American law schools generally teach students to organize their paragraphs according to IRAC: issue, rule, analysis, conclusion. (This structure is sometimes modified to CIRAC, in which the paragraph is introduced with a conclusory sentence.) Patent Applicants should follow the same guidelines to present their arguments effectively.
In patent prosecution, the “issue” tends to be the statement of the rejection, such as “Claim 1 was rejected as obvious over A in view of B.” Even this statement is a bit of shorthand. A more formal presentation of this statement might be, “The Office Action asserted a prima facie case of obviousness has been established over A in view of B.”
Applicant presumably has some reason for disagreeing with the rejection, such as a legal argument or an amendment to the claims. Thus, the rule then is a statement of Applicant’s ground for traversal. The Applicant might state, “A and B do not disclose or suggest the recited feature of X.” Again, this is a bit of shorthand for the more complex thought that, “A and B would not have rendered obvious the claimed subject matter, because A and B do not disclose or suggest each of the recited features.”
The typical Applicant understands the analysis and conclusion portions. In addition, these portions are fact-specific and somewhat self-explanatory. So, I won’t waste time on those.
Now, let’s consider a more complicated example, in which a rejection is traversed for reasons beyond the claim language. Specifically, let’s consider an example in which the Applicant argues modifying A in view of B renders A unsatisfactory for its intended purpose under MPEP 2143.01 V.
Here, an Applicant might state the issue as, “The Office Action asserted modifying A in view of B would have been obvious to the skilled artisan.” The rule statement might be, “If a proposed modification would render A unsatisfactory for its intended purpose, then there is no suggestion or motivation to make the proposed modification.” MPEP 2143.01 V. Naturally, the Applicant would then analyze the relevant facts of A and B to establish the conclusion that the Examiner has not made a prima facie case of obviousness.

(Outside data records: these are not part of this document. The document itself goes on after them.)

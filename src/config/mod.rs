use anyhow::{Context, Result, anyhow};
use serde::{Deserialize, Serialize};
use std::fs;
use std::path::Path;
use std::time::Duration;

use crate::audio::parameters::VoiceParams;
use crate::midi::collector::CollectorConfig;
use crate::types::waveform::Waveform;

/// Top-level configuration structure
#[derive(Debug, Clone, Deserialize, Serialize)]
pub struct BridgeConfig {
    /// Size of the synthesiser's voice bank
    #[serde(default = "default_voices")]
    pub voices: usize,

    /// Size of the note slot pool used by `play_note_event`
    #[serde(default = "default_note_slots")]
    pub note_slots: usize,

    /// Events that may wait between the control and render contexts
    #[serde(default = "default_queue_capacity")]
    pub queue_capacity: usize,

    /// How far the render window trails the clock, in milliseconds
    #[serde(default)]
    pub latency_ms: f64,

    /// Events stamped up to this many milliseconds before the render window
    /// still play; older ones are dropped as stale
    #[serde(default = "default_late_ms")]
    pub late_ms: f64,

    #[serde(default = "default_gain")]
    pub gain: f32,

    #[serde(default)]
    pub synth: SynthSettings,

    #[serde(default, skip_serializing_if = "Option::is_none")]
    pub devices: Option<DeviceConfig>,

    /// Control loop cadence of the host binary
    #[serde(default = "default_tick_ms")]
    pub tick_ms: u64,
}

impl BridgeConfig {
    /// Load configuration from a YAML file
    pub fn load(path: impl AsRef<Path>) -> Result<Self> {
        let path = path.as_ref();
        let content = fs::read_to_string(path)
            .with_context(|| format!("Failed to read config file: {}", path.display()))?;

        Self::parse(&content)
            .with_context(|| format!("Invalid config file: {}", path.display()))
    }

    /// Parse and validate YAML text
    pub fn parse(content: &str) -> Result<Self> {
        let config: BridgeConfig =
            serde_yaml::from_str(content).context("Failed to parse YAML config")?;

        config.validate()?;
        Ok(config)
    }

    /// Validate the configuration
    pub fn validate(&self) -> Result<()> {
        if self.voices < 1 || self.voices > 128 {
            return Err(anyhow!("voices must be between 1 and 128"));
        }
        if self.note_slots < 1 || self.note_slots > 1024 {
            return Err(anyhow!("note_slots must be between 1 and 1024"));
        }
        if self.queue_capacity < 1 {
            return Err(anyhow!("queue_capacity must be at least 1"));
        }
        if !(self.latency_ms.is_finite() && self.latency_ms >= 0.0) {
            return Err(anyhow!("latency_ms must be >= 0"));
        }
        if !(self.late_ms.is_finite() && self.late_ms >= 0.0) {
            return Err(anyhow!("late_ms must be >= 0"));
        }
        if !(0.0..=1.0).contains(&self.gain) {
            return Err(anyhow!("gain must be between 0.0 and 1.0"));
        }
        if self.tick_ms < 1 || self.tick_ms > 1000 {
            return Err(anyhow!("tick_ms must be between 1 and 1000"));
        }

        self.synth.validate().context("Invalid synth settings")?;
        Ok(())
    }

    pub fn collector_config(&self) -> CollectorConfig {
        CollectorConfig {
            capacity: self.queue_capacity,
            latency: self.latency_ms / 1000.0,
            late_tolerance: self.late_ms / 1000.0,
        }
    }

    /// Initial values for the shared synth parameters
    pub fn voice_params(&self) -> VoiceParams {
        VoiceParams {
            waveform: self.synth.wave,
            attack: self.synth.attack,
            decay: self.synth.decay,
            sustain: self.synth.sustain,
            release: self.synth.release,
            gain: self.gain,
        }
    }

    pub fn tick_interval(&self) -> Duration {
        Duration::from_millis(self.tick_ms)
    }
}

impl Default for BridgeConfig {
    fn default() -> Self {
        Self {
            voices: default_voices(),
            note_slots: default_note_slots(),
            queue_capacity: default_queue_capacity(),
            latency_ms: 0.0,
            late_ms: default_late_ms(),
            gain: default_gain(),
            synth: SynthSettings::default(),
            devices: None,
            tick_ms: default_tick_ms(),
        }
    }
}

/// Sound shared by every voice
#[derive(Debug, Clone, Deserialize, Serialize)]
pub struct SynthSettings {
    #[serde(default)]
    pub wave: Waveform,

    #[serde(default = "default_attack")]
    pub attack: f32,

    #[serde(default = "default_decay")]
    pub decay: f32,

    #[serde(default = "default_sustain")]
    pub sustain: f32,

    #[serde(default = "default_release")]
    pub release: f32,
}

impl SynthSettings {
    pub fn validate(&self) -> Result<()> {
        // Validate ADSR envelope parameters
        if !(0.0..=10.0).contains(&self.attack) {
            return Err(anyhow!("Attack must be between 0.0 and 10.0 seconds"));
        }
        if !(0.0..=10.0).contains(&self.decay) {
            return Err(anyhow!("Decay must be between 0.0 and 10.0 seconds"));
        }
        if !(0.0..=1.0).contains(&self.sustain) {
            return Err(anyhow!("Sustain must be between 0.0 and 1.0"));
        }
        if !(0.0..=10.0).contains(&self.release) {
            return Err(anyhow!("Release must be between 0.0 and 10.0 seconds"));
        }
        Ok(())
    }
}

impl Default for SynthSettings {
    fn default() -> Self {
        Self {
            wave: Waveform::default(),
            attack: default_attack(),
            decay: default_decay(),
            sustain: default_sustain(),
            release: default_release(),
        }
    }
}

/// Device selection for the host binary: a name substring or an index
#[derive(Debug, Clone, Default, Deserialize, Serialize)]
pub struct DeviceConfig {
    #[serde(default)]
    pub midiin: Option<String>,
    #[serde(default)]
    pub audioout: Option<String>,
}

// Default value functions for serde
fn default_voices() -> usize {
    4
}

fn default_note_slots() -> usize {
    20
}

fn default_queue_capacity() -> usize {
    1024
}

fn default_late_ms() -> f64 {
    50.0
}

fn default_gain() -> f32 {
    0.25
}

fn default_tick_ms() -> u64 {
    16
}

fn default_attack() -> f32 {
    0.01
}

fn default_decay() -> f32 {
    0.1
}

fn default_sustain() -> f32 {
    0.7
}

fn default_release() -> f32 {
    0.1
}

#[cfg(test)]
mod tests {
    use super::*;

    #[test]
    fn test_empty_document_uses_defaults() {
        let config = BridgeConfig::parse("{}").unwrap();
        assert_eq!(config.voices, 4);
        assert_eq!(config.note_slots, 20);
        assert_eq!(config.queue_capacity, 1024);
        assert_eq!(config.latency_ms, 0.0);
        assert_eq!(config.late_ms, 50.0);
        assert_eq!(config.tick_ms, 16);
        assert_eq!(config.voice_params(), VoiceParams::default());
        assert!(config.devices.is_none());
    }

    #[test]
    fn test_full_document() {
        let yaml = r#"
voices: 8
note_slots: 4
latency_ms: 20
late_ms: 0
gain: 0.5
synth:
  wave: square
  attack: 0.0
  release: 1.5
devices:
  midiin: "Keystep"
"#;
        let config = BridgeConfig::parse(yaml).unwrap();
        assert_eq!(config.voices, 8);
        assert_eq!(config.note_slots, 4);
        assert_eq!(config.synth.wave, Waveform::Square);
        assert_eq!(config.synth.sustain, 0.7);

        let collector = config.collector_config();
        assert!((collector.latency - 0.02).abs() < 1e-12);
        assert_eq!(collector.late_tolerance, 0.0);

        let devices = config.devices.unwrap();
        assert_eq!(devices.midiin.as_deref(), Some("Keystep"));
        assert!(devices.audioout.is_none());
    }

    #[test]
    fn test_validation_rejects_bad_values() {
        assert!(BridgeConfig::parse("voices: 0").is_err());
        assert!(BridgeConfig::parse("gain: 2.0").is_err());
        assert!(BridgeConfig::parse("latency_ms: -5").is_err());
        assert!(BridgeConfig::parse("late_ms: -1").is_err());
        assert!(BridgeConfig::parse("synth: { sustain: 1.5 }").is_err());
        assert!(BridgeConfig::parse("synth: { wave: noise }").is_err());
    }

    #[test]
    fn test_default_matches_empty_document() {
        let parsed = BridgeConfig::parse("{}").unwrap();
        let built = BridgeConfig::default();
        assert_eq!(parsed.voice_params(), built.voice_params());
        assert_eq!(parsed.collector_config(), built.collector_config());
        assert_eq!(parsed.tick_interval(), Duration::from_millis(16));
    }

    #[test]
    fn test_load_reports_missing_file() {
        let err = BridgeConfig::load("/nonexistent/bridge.yaml").unwrap_err();
        assert!(err.to_string().contains("Failed to read config file"));
    }
}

When an Examiner reads the Applicant’s argument, the Examiner is aware (a) new grounds of argument are being introduced, (b) the Applicant is arguing against combining the references, rather than the typical argument that the combination of references is lacking a feature, and (c) the specific grounds on which the Applicant is attacking the combination. Accordingly, the Examiner is in the proper mindset to receive Applicant’s arguments.